Thursday, December 9, 2010

Diagrams without meaning

This is a real diagram I encountered:


It’s not wrong, it just doesn’t mean anything. It could have easily been a bullet list or some other collection of shapes and lines, but I assume that somewhere along the way someone wanted a graphic to “liven things up” so here it is – the ubiquitous Microsoft SmartArt graphic. I’m embarrassed to say I’ve drafted more clever but equally silly things in my life to help people inject variation into their presentations.

But it doesn’t work.

It may break up 51 straight all-text slides and make the presenter feel a bit better, but a gratuitous diagram doesn’t help communicate. It may actually confuse things.

Jakob Nielsen discussed this in November. He was talking about images on web sites but I don’t think it’s too much of a stretch to include diagrams too. Louis Sullivan said form follows function,* and that sure applies here.

Useful diagrams reveal something better than just words alone, but a diagram doesn’t automatically have value just because it’s not words. The diagram needs to add something to the idea, something beyond the words. N.C. Wyeth talked about illustrating scenes that the author didn’t necessarily describe, and his illustrations were something beyond the words. So it is with a diagram.

Two resources:

1) Dan Roam has good ideas on developing good pictures. (Hint: start with paper and pencil.) His Visual Thinking Codex is very useful.

2)

Thursday, November 18, 2010

Good photos = useful ones

Jakob Nielsen’s latest research shows that users pay close attention to photos and other images that contain relevant information but ignore fluffy pictures used to “jazz up” Web pages.

Seems to me this also applies to presentations:
  • Maximize use of images that carry relevant information.
  • Minimize images that are just there to be pretty.
Full post is here.

(I’m sure I have drastically over-simplified things, but this just seems so inline with Tufte, Raskin, earlier Nielsen, etc.)

Saturday, November 6, 2010

Update: AK-47 as story-telling success (or propaganda)?

In March, Dave Gray wrote a post where he referenced using the AK-47 as an example of good design thinking: designing stuff to work in the real world. He was not praising the gun, he was just using it as an example. He also mentioned that using the Kalashnikov as a subject for his speech probably gets people engaged better than some dry facts. I liked Dave’s post so much I pointed to it too.

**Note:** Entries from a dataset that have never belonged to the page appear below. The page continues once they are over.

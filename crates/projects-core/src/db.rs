use std::collections::HashMap;

use aws_config::BehaviorVersion;
use aws_sdk_dynamodb::Client;
use aws_sdk_dynamodb::types::{AttributeValue, ReturnValue};
use serde_dynamo::{from_item, to_attribute_value, to_item};
use serde_json::{Map, Value};

use crate::error::CoreError;
use crate::model::{FieldPath, Project, ProjectId};

/// DynamoDB client wrapper for project storage.
///
/// Holds no state beyond the client and table name; the table is the single
/// source of truth for record existence.
pub struct ProjectStore {
    client: Client,
    table_name: String,
}

impl ProjectStore {
    /// Create a new `ProjectStore` by loading AWS configuration from the
    /// environment and constructing a DynamoDB client.
    pub async fn new(table_name: impl Into<String>) -> Self {
        let config = aws_config::defaults(BehaviorVersion::latest()).load().await;
        let client = Client::new(&config);
        Self {
            client,
            table_name: table_name.into(),
        }
    }

    /// Create a `ProjectStore` around an existing client.
    pub fn with_client(client: Client, table_name: impl Into<String>) -> Self {
        Self {
            client,
            table_name: table_name.into(),
        }
    }

    /// The DynamoDB table name.
    pub fn table_name(&self) -> &str {
        &self.table_name
    }

    /// Fetch a single project. An absent item is `Ok(None)`, not an error.
    pub async fn get_project(&self, id: &ProjectId) -> Result<Option<Project>, CoreError> {
        let output = self
            .client
            .get_item()
            .table_name(&self.table_name)
            .key("id", AttributeValue::S(id.to_string()))
            .send()
            .await
            .map_err(aws_sdk_dynamodb::Error::from)?;

        match output.item {
            Some(item) => Ok(Some(from_item(item)?)),
            None => Ok(None),
        }
    }

    /// Persist a full record. Unconditional: an existing item with the same
    /// id is overwritten.
    pub async fn put_project(&self, project: &Project) -> Result<(), CoreError> {
        let item: HashMap<String, AttributeValue> = to_item(project)?;

        self.client
            .put_item()
            .table_name(&self.table_name)
            .set_item(Some(item))
            .send()
            .await
            .map_err(aws_sdk_dynamodb::Error::from)?;

        Ok(())
    }

    /// Set exactly one top-level attribute on an existing record and return
    /// the post-update snapshot of the changed attribute.
    ///
    /// The `attribute_exists(id)` condition means updating an absent record
    /// fails with [`CoreError::NotFound`] instead of creating it.
    pub async fn update_field(
        &self,
        id: &ProjectId,
        field: &FieldPath,
        value: &Value,
    ) -> Result<Map<String, Value>, CoreError> {
        let attribute: AttributeValue = to_attribute_value(value)?;

        let result = self
            .client
            .update_item()
            .table_name(&self.table_name)
            .key("id", AttributeValue::S(id.to_string()))
            .update_expression("SET #field = :value")
            .expression_attribute_names("#field", field.as_ref())
            .expression_attribute_values(":value", attribute)
            .condition_expression("attribute_exists(id)")
            .return_values(ReturnValue::UpdatedNew)
            .send()
            .await;

        match result {
            Ok(output) => {
                let attributes = output.attributes.unwrap_or_default();
                Ok(from_item(attributes)?)
            }
            Err(err) => {
                if err
                    .as_service_error()
                    .is_some_and(|e| e.is_conditional_check_failed_exception())
                {
                    Err(CoreError::NotFound(format!("project {id} does not exist")))
                } else {
                    Err(CoreError::Dynamo(err.into()))
                }
            }
        }
    }

    /// Remove a record. Idempotent: deleting an absent id succeeds.
    pub async fn delete_project(&self, id: &ProjectId) -> Result<(), CoreError> {
        self.client
            .delete_item()
            .table_name(&self.table_name)
            .key("id", AttributeValue::S(id.to_string()))
            .send()
            .await
            .map_err(aws_sdk_dynamodb::Error::from)?;

        Ok(())
    }

    /// Fetch every record in the table by draining the scan cursor.
    ///
    /// Pages are appended in the order DynamoDB returns them; the loop ends
    /// when a response carries no `LastEvaluatedKey`. The whole result set
    /// is held in memory.
    pub async fn list_projects(&self) -> Result<Vec<Project>, CoreError> {
        let mut projects = Vec::new();
        let mut start_key: Option<HashMap<String, AttributeValue>> = None;

        loop {
            let output = self
                .client
                .scan()
                .table_name(&self.table_name)
                .set_exclusive_start_key(start_key.take())
                .send()
                .await
                .map_err(aws_sdk_dynamodb::Error::from)?;

            let items = output.items.unwrap_or_default();
            tracing::debug!(page_size = items.len(), "scan page fetched");

            for item in items {
                projects.push(from_item(item)?);
            }

            match output.last_evaluated_key {
                Some(key) if !key.is_empty() => start_key = Some(key),
                _ => break,
            }
        }

        Ok(projects)
    }
}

Part of his story is retelling the development of the AK-47: how “Mikhail Kalashnikov designed the AK-47 because his homeland had been invaded by an enemy with superior weapons. He wasn’t a ‘hired hand of an industry, doing whatever was needed.’ He was a tank mechanic who saw fellow soldiers and civilians gunned down and wanted to ensure that it would never happen again.” It’s a great story, and one that has obviously succeeded for years. Only one problem:

It’s not true.

According to Wired, the AK-47 was the result of a multi-team effort to design a better gun. And the story about Kalashnikov? Soviet propaganda.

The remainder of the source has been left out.